(Records from a data collection)
- Opening Delimiter -
use core::ops::Mul;
use std::sync::OnceLock;

use crate::{Vec3, Vec4};

/// 4x4 matrix acting on column vectors, stored row-major (`m[row][col]`).
#[derive(Clone, Copy, Debug, PartialEq)]
pub struct Mat4 {
    pub m: [[f32; 4]; 4],
}

impl Default for Mat4 {
    fn default() -> Self {
        Mat4::IDENTITY
    }
}

/// `(cos, sin)` of `turns` quarter turns, exact.
#[inline]
fn quarter(turns: u8) -> (f32, f32) {
    match turns & 3 {
        0 => (1.0, 0.0),
        1 => (0.0, 1.0),
        2 => (-1.0, 0.0),
        _ => (0.0, -1.0),
    }
}

impl Mat4 {
    pub const IDENTITY: Mat4 = Mat4 {
        m: [
            [1.0, 0.0, 0.0, 0.0],
            [0.0, 1.0, 0.0, 0.0],
            [0.0, 0.0, 1.0, 0.0],
            [0.0, 0.0, 0.0, 1.0],
        ],
    };

    #[inline]
    pub const fn from_rows(m: [[f32; 4]; 4]) -> Self {
        Self { m }
    }

    pub fn translation(t: Vec3) -> Self {
        let mut out = Mat4::IDENTITY;
        out.m[0][3] = t.x;
        out.m[1][3] = t.y;
        out.m[2][3] = t.z;
        out
    }

    pub fn scale(s: f32) -> Self {
        let mut out = Mat4::IDENTITY;
        out.m[0][0] = s;
        out.m[1][1] = s;
        out.m[2][2] = s;
        out
    }

    /// `turns` positive quarter turns about +X.
    pub fn quarter_x(turns: u8) -> Self {
        let (c, s) = quarter(turns);
        Mat4::from_rows([
            [1.0, 0.0, 0.0, 0.0],
            [0.0, c, -s, 0.0],
            [0.0, s, c, 0.0],
            [0.0, 0.0, 0.0, 1.0],
        ])
    }

    /// `turns` positive quarter turns about +Y.
    pub fn quarter_y(turns: u8) -> Self {
        let (c, s) = quarter(turns);
        Mat4::from_rows([
            [c, 0.0, s, 0.0],
            [0.0, 1.0, 0.0, 0.0],
            [-s, 0.0, c, 0.0],
            [0.0, 0.0, 0.0, 1.0],
        ])
    }

    /// `turns` positive quarter turns about +Z.
    pub fn quarter_z(turns: u8) -> Self {
        let (c, s) = quarter(turns);
        Mat4::from_rows([
            [c, -s, 0.0, 0.0],
            [s, c, 0.0, 0.0],
            [0.0, 0.0, 1.0, 0.0],
            [0.0, 0.0, 0.0, 1.0],
        ])
    }

    /// Roll is applied first, then pitch, then yaw.
    pub fn orientation(roll: u8, pitch: u8, yaw: u8) -> Self {
        Mat4::quarter_y(yaw) * Mat4::quarter_x(pitch) * Mat4::quarter_z(roll)
    }

    /// Conjugates `self` so it acts about `center` instead of the origin.
    pub fn about(self, center: Vec3) -> Self {
        Mat4::translation(center) * self * Mat4::translation(-center)
    }

    /// Right-handed perspective projection with clip-space depth in `[-w, w]`.
    pub fn perspective(fovy: f32, aspect: f32, near: f32, far: f32) -> Self {
        let f = 1.0 / (fovy * 0.5).tan();
        let nf = 1.0 / (near - far);
        Mat4::from_rows([
            [f / aspect, 0.0, 0.0, 0.0],
            [0.0, f, 0.0, 0.0],
            [0.0, 0.0, (far + near) * nf, 2.0 * far * near * nf],
            [0.0, 0.0, -1.0, 0.0],
        ])
    }

    pub fn look_at(eye: Vec3, target: Vec3, up: Vec3) -> Self {
        let f = (target - eye).normalized();
        let s = f.cross(up).normalized();
        let u = s.cross(f);
        Mat4::from_rows([
            [s.x, s.y, s.z, -s.dot(eye)],
            [u.x, u.y, u.z, -u.dot(eye)],
            [-f.x, -f.y, -f.z, f.dot(eye)],
            [0.0, 0.0, 0.0, 1.0],
        ])
    }

    #[inline]
    pub fn transform(&self, v: Vec4) -> Vec4 {
        let r = |i: usize| {
            self.m[i][0] * v.x + self.m[i][1] * v.y + self.m[i][2] * v.z + self.m[i][3] * v.w
        };
        Vec4::new(r(0), r(1), r(2), r(3))
    }

    /// Affine point transform (w = 1, no perspective divide).
    #[inline]
    pub fn transform_point(&self, p: Vec3) -> Vec3 {
        let v = self.transform(Vec4::point(p));
        Vec3::new(v.x, v.y, v.z)
    }

    /// Direction transform (w = 0); translation is ignored.
    #[inline]
    pub fn transform_vector(&self, d: Vec3) -> Vec3 {
        let v = self.transform(Vec4::new(d.x, d.y, d.z, 0.0));
        Vec3::new(v.x, v.y, v.z)
    }

    pub fn transpose(&self) -> Self {
        let mut out = Mat4::IDENTITY;
        for r in 0..4 {
            for c in 0..4 {
                out.m[r][c] = self.m[c][r];
            }
        }
        out
    }
}

impl Mul for Mat4 {
    type Output = Mat4;
    fn mul(self, rhs: Mat4) -> Mat4 {
        let mut out = [[0.0f32; 4]; 4];
        for (r, row) in out.iter_mut().enumerate() {
            for (c, cell) in row.iter_mut().enumerate() {
                *cell = (0..4).map(|k| self.m[r][k] * rhs.m[k][c]).sum();
            }
        }
        Mat4 { m: out }
    }
}

/// Index of an orientation in [`rotation_table`]; each component is taken modulo 4.
#[inline]
pub const fn orientation_index(roll: u8, pitch: u8, yaw: u8) -> usize {
    ((roll & 3) | ((pitch & 3) << 2) | ((yaw & 3) << 4)) as usize
}

/// All 64 roll/pitch/yaw quarter-turn combinations, built on first use.
pub fn rotation_table() -> &'static [Mat4; 64] {
    static TABLE: OnceLock<[Mat4; 64]> = OnceLock::new();
    TABLE.get_or_init(|| {
        let mut table = [Mat4::IDENTITY; 64];
        for yaw in 0..4u8 {
            for pitch in 0..4u8 {
                for roll in 0..4u8 {
                    table[orientation_index(roll, pitch, yaw)] =
                        Mat4::orientation(roll, pitch, yaw);
                }
            }
        }
        table
    })
}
- Closing Delimiter -
**PROBLEM STATEMENT:**
Please transcribe every entry above exactly as it appears.

**TASK RESPONSE:**
use core::ops::Mul;
use std::sync::OnceLock;

use crate::{Vec3, Vec4};

/// 4x4 matrix acting on column vectors, stored row-major (`m[row][col]`).
#[derive(Clone, Copy, Debug, PartialEq)]
pub struct Mat4 {
    pub m: [[f32; 4]; 4],
}

impl Default for Mat4 {
    fn default() -> Self {
        Mat4::IDENTITY
    }
}

/// `(cos, sin)` of `turns` quarter turns, exact.
#[inline]
fn quarter(turns: u8) -> (f32, f32) {
    match turns & 3 {
        0 => (1.0, 0.0),
        1 => (0.0, 1.0),
        2 => (-1.0, 0.0),
        _ => (0.0, -1.0),
    }
}

impl Mat4 {
    pub const IDENTITY: Mat4 = Mat4 {
        m: [
            [1.0, 0.0, 0.0, 0.0],
            [0.0, 1.0, 0.0, 0.0],
            [0.0, 0.0, 1.0, 0.0],
            [0.0, 0.0, 0.0, 1.0],
        ],
    };

    #[inline]
    pub const fn from_rows(m: [[f32; 4]; 4]) -> Self {
        Self { m }
    }

    pub fn translation(t: Vec3) -> Self {
        let mut out = Mat4::IDENTITY;
        out.m[0][3] = t.x;
        out.m[1][3] = t.y;
        out.m[2][3] = t.z;
        out
    }

    pub fn scale(s: f32) -> Self {
        let mut out = Mat4::IDENTITY;
        out.m[0][0] = s;
        out.m[1][1] = s;
        out.m[2][2] = s;
        out
    }

    /// `turns` positive quarter turns about +X.
    pub fn quarter_x(turns: u8) -> Self {
        let (c, s) = quarter(turns);
        Mat4::from_rows([
            [1.0, 0.0, 0.0, 0.0],
            [0.0, c, -s, 0.0],
            [0.0, s, c, 0.0],
            [0.0, 0.0, 0.0, 1.0],
        ])
    }

    /// `turns` positive quarter turns about +Y.
    pub fn quarter_y(turns: u8) -> Self {
        let (c, s) = quarter(turns);
        Mat4::from_rows([
            [c, 0.0, s, 0.0],
            [0.0, 1.0, 0.0, 0.0],
            [-s, 0.0, c, 0.0],
            [0.0, 0.0, 0.0, 1.0],
        ])
    }

    /// `turns` positive quarter turns about +Z.
    pub fn quarter_z(turns: u8) -> Self {
        let (c, s) = quarter(turns);
        Mat4::from_rows([
            [c, -s, 0.0, 0.0],
            [s, c, 0.0, 0.0],
            [0.0, 0.0, 1.0, 0.0],
            [0.0, 0.0, 0.0, 1.0],
        ])
    }

    /// Roll is applied first, then pitch, then yaw.
    pub fn orientation(roll: u8, pitch: u8, yaw: u8) -> Self {
        Mat4::quarter_y(yaw) * Mat4::quarter_x(pitch) * Mat4::quarter_z(roll)
    }

    /// Conjugates `self` so it acts about `center` instead of the origin.
    pub fn about(self, center: Vec3) -> Self {
        Mat4::translation(center) * self * Mat4::translation(-center)
    }

    /// Right-handed perspective projection with clip-space depth in `[-w, w]`.
    pub fn perspective(fovy: f32, aspect: f32, near: f32, far: f32) -> Self {
        let f = 1.0 / (fovy * 0.5).tan();
        let nf = 1.0 / (near - far);
        Mat4::from_rows([
            [f / aspect, 0.0, 0.0, 0.0],
            [0.0, f, 0.0, 0.0],
            [0.0, 0.0, (far + near) * nf, 2.0 * far * near * nf],
            [0.0, 0.0, -1.0, 0.0],
        ])
    }

    pub fn look_at(eye: Vec3, target: Vec3, up: Vec3) -> Self {
        let f = (target - eye).normalized();
        let s = f.cross(up).normalized();
        let u = s.cross(f);
        Mat4::from_rows([
            [s.x, s.y, s.z, -s.dot(eye)],
            [u.x, u.y, u.z, -u.dot(eye)],
            [-f.x, -f.y, -f.z, f.dot(eye)],
            [0.0, 0.0, 0.0, 1.0],
        ])
    }

    #[inline]
    pub fn transform(&self, v: Vec4) -> Vec4 {
        let r = |i: usize| {
            self.m[i][0] * v.x + self.m[i][1] * v.y + self.m[i][2] * v.z + self.m[i][3] * v.w
        };
        Vec4::new(r(0), r(1), r(2), r(3))
    }

    /// Affine point transform (w = 1, no perspective divide).
    #[inline]
    pub fn transform_point(&self, p: Vec3) -> Vec3 {
        let v = self.transform(Vec4::point(p));
        Vec3::new(v.x, v.y, v.z)
    }

    /// Direction transform (w = 0); translation is ignored.
    #[inline]
    pub fn transform_vector(&self, d: Vec3) -> Vec3 {
        let v = self.transform(Vec4::new(d.x, d.y, d.z, 0.0));
        Vec3::new(v.x, v.y, v.z)
    }

    pub fn transpose(&self) -> Self {
        let mut out = Mat4::IDENTITY;
        for r in 0..4 {
            for c in 0..4 {
                out.m[r][c] = self.m[c][r];
            }
        }
        out
    }
}

impl Mul for Mat4 {
    type Output = Mat4;
    fn mul(self, rhs: Mat4) -> Mat4 {
        let mut out = [[0.0f32; 4]; 4];
        for (r, row) in out.iter_mut().enumerate() {
            for (c, cell) in row.iter_mut().enumerate() {
                *cell = (0..4).map(|k| self.m[r][k] * rhs.m[k][c]).sum();
            }
        }
        Mat4 { m: out }
    }
}

/// Index of an orientation in [`rotation_table`]; each component is taken modulo 4.
#[inline]
pub const fn orientation_index(roll: u8, pitch: u8, yaw: u8) -> usize {
    ((roll & 3) | ((pitch & 3) << 2) | ((yaw & 3) << 4)) as usize
}

/// All 64 roll/pitch/yaw quarter-turn combinations, built on first use.
pub fn rotation_table() -> &'static [Mat4; 64] {
    static TABLE: OnceLock<[Mat4; 64]> = OnceLock::new();
    TABLE.get_or_init(|| {
        let mut table = [Mat4::IDENTITY; 64];
        for yaw in 0..4u8 {
            for pitch in 0..4u8 {
                for roll in 0..4u8 {
                    table[orientation_index(roll, pitch, yaw)] =
                        Mat4::orientation(roll, pitch, yaw);
                }
            }
        }
        table
    })
}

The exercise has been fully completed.